¡Culpables todos!
En este país, levantar la voz se ha convertido en un deporte extremo; no por lo que se dice, sino por el riesgo de decirlo. Aquí, la verdad no se debate: se silencia. Y el verdugo no siempre lleva pasamontañas ni fusil; a veces viste de padre permisivo, de funcionario evasivo, de ciudadano que rompe las normas y se indigna cuando se le exige respeto.
La violencia no comienza en el crimen organizado: comienza en casa, en la escuela, en la oficina, en cada espacio donde la impunidad se normaliza y la ética se desaparece.
¿Quién educa al sicario de 16 años? No es el narco el que lo recluta: es la familia desorganizada la que lo expulsa. Es el padre ausente, la madre temerosa, el maestro indiferente, el líder corrupto. Todos ellos, con sus omisiones, con sus excusas, con sus no es mi problema, son los autores intelectuales de estas masacres cotidianas.
Porque el niño que roba en la escuela no es cleptómano: es hijo de un catálogo de valores ausente. Porque el joven que dispara no es monstruo; es producto de un sistema que no educa, sino que adiestra y deforma.
Y mientras tanto, seguimos sembrando impunidad en casa, cosechando cadáveres en las calles y llorando frente a nuestra propias decisiones.
La autoridad, por su parte, se ha vuelto especialista en mirar hacia otro lado; se indigna en conferencias, pero negocia en lo oscuro; se fotografía con víctimas, pero legisla para verdugos; se llena la boca de discursos sobre paz, mientras permite que la violencia se convierta en rutina. ¿Qué clase de Estado permite que se asesine a quien denuncia, a quien exige, a quien incomoda?
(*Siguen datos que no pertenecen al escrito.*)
//! Request execution and error-response mapping

use authkit_domain::{AssuranceLevel, AuthError, Result};
use serde::de::DeserializeOwned;
use serde::Deserialize;
use tracing::debug;

use super::ports::{HttpRequest, HttpResponse, HttpTransport};

/// Error body as sent by the auth API. Every field is optional so unknown
/// shapes still map to something.
#[derive(Debug, Default, Deserialize)]
struct ErrorBody {
    #[serde(default)]
    error: Option<String>,
    #[serde(default)]
    error_description: Option<String>,
    #[serde(default)]
    message: Option<String>,
    #[serde(default)]
    current_level: Option<String>,
    #[serde(default, alias = "target_level")]
    required_level: Option<String>,
}

/// Translate a non-2xx response into the matching [`AuthError`].
///
/// - 401 with `token_expired` becomes `TokenExpired`, any other 401
///   `Unauthorized`
/// - `invalid_grant` / `invalid_client` become `Unauthorized`
/// - 403 with `step_up_required` / `insufficient_assurance` becomes
///   `StepUpRequired`
/// - everything else is a `Server` error carrying status and body
#[must_use]
pub fn map_error_response(response: &HttpResponse) -> AuthError {
    let body: ErrorBody = serde_json::from_str(&response.body).unwrap_or_default();
    let description = body.error_description.or(body.message);
    let error = body.error.unwrap_or_else(|| format!("http_{}", response.status));
    let detail = || description.clone().unwrap_or_else(|| error.clone());

    match (response.status, error.as_str()) {
        (401, "token_expired") => AuthError::TokenExpired,
        (401, _) | (_, "invalid_grant" | "invalid_client") => AuthError::Unauthorized(detail()),
        (403, "step_up_required" | "insufficient_assurance") => AuthError::StepUpRequired {
            current: body.current_level.as_deref().and_then(AssuranceLevel::from_acr),
            required: body.required_level.as_deref().and_then(AssuranceLevel::from_acr),
        },
        (status, _) => AuthError::Server { status: Some(status), error, description },
    }
}

/// Execute `request`, returning the response whatever its status.
///
/// # Errors
/// Returns `AuthError::Network` when no response was received.
pub async fn send<T: HttpTransport + ?Sized>(
    transport: &T,
    request: HttpRequest,
) -> Result<HttpResponse> {
    let method = request.method;
    let url = request.url.clone();
    debug!(%method, %url, "sending auth request");

    match transport.execute(request).await {
        Ok(response) => {
            debug!(%method, %url, status = response.status, "received auth response");
            Ok(response)
        }
        Err(err) => {
            debug!(%method, %url, error = %err, "auth request failed");
            Err(err.into())
        }
    }
}

/// Parse a successful JSON response, or map the error response.
///
/// # Errors
/// Returns the mapped error for non-2xx statuses and
/// `AuthError::InvalidResponse` when the body does not parse.
pub fn expect_json<R: DeserializeOwned>(response: &HttpResponse) -> Result<R> {
    if !response.is_success() {
        return Err(map_error_response(response));
    }
    response.json().map_err(|e| AuthError::InvalidResponse(e.to_string()))
}

/// Accept any 2xx response, ignoring the body.
///
/// # Errors
/// Returns the mapped error for non-2xx statuses.
pub fn expect_success(response: &HttpResponse) -> Result<()> {
    if response.is_success() {
        Ok(())
    } else {
        Err(map_error_response(response))
    }
}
Uno que ha confundido gobernar con simular, proteger con encubrir, servir con servirse.
Pero siendo objetivos, no todo es culpa del Estado; también está ese padre que no pone límites, que justifica cada berrinche, que aplaude la trampa y que enseña que el mundo se dobla ante el capricho.
Está ese educador que jamás acepta sus culpas y siempre busca pretextos para su inacción; buscando inconsistencias en el dicho del otro mientras se muerde la lengua por su incongruencia.
Está ese ciudadano que se estaciona en lugar prohibido y, lejos de disculparse, se enfurece porque se le marca la conducta inadecuada. Culpables somos todos, irresponsables promotores del caos.
La violencia desmedida que nos ahoga no es un fenómeno espontáneo: es el resultado de miles de pequeñas decisiones cotidianas que privilegian el ego sobre el respeto, la comodidad sobre la ley y el silencio sobre la verdad.
Es el fruto de una pedagogía del abandono, del cinismo, de la evasión. ¿Hasta cuándo seguiremos criando verdugos en casa, justificando la omisión como estilo de crianza, celebrando la trampa como astucia y tolerando la violencia como parte del paisaje?
La respuesta no está en los discursos ni en las campañas; está en cada padre que decide poner límites, en cada maestro que se atreve a incomodar, en cada ciudadano que exige respeto, en cada líder que asume su responsabilidad. Porque si no educamos para la vida, seguiremos formando expertos en despreciarla.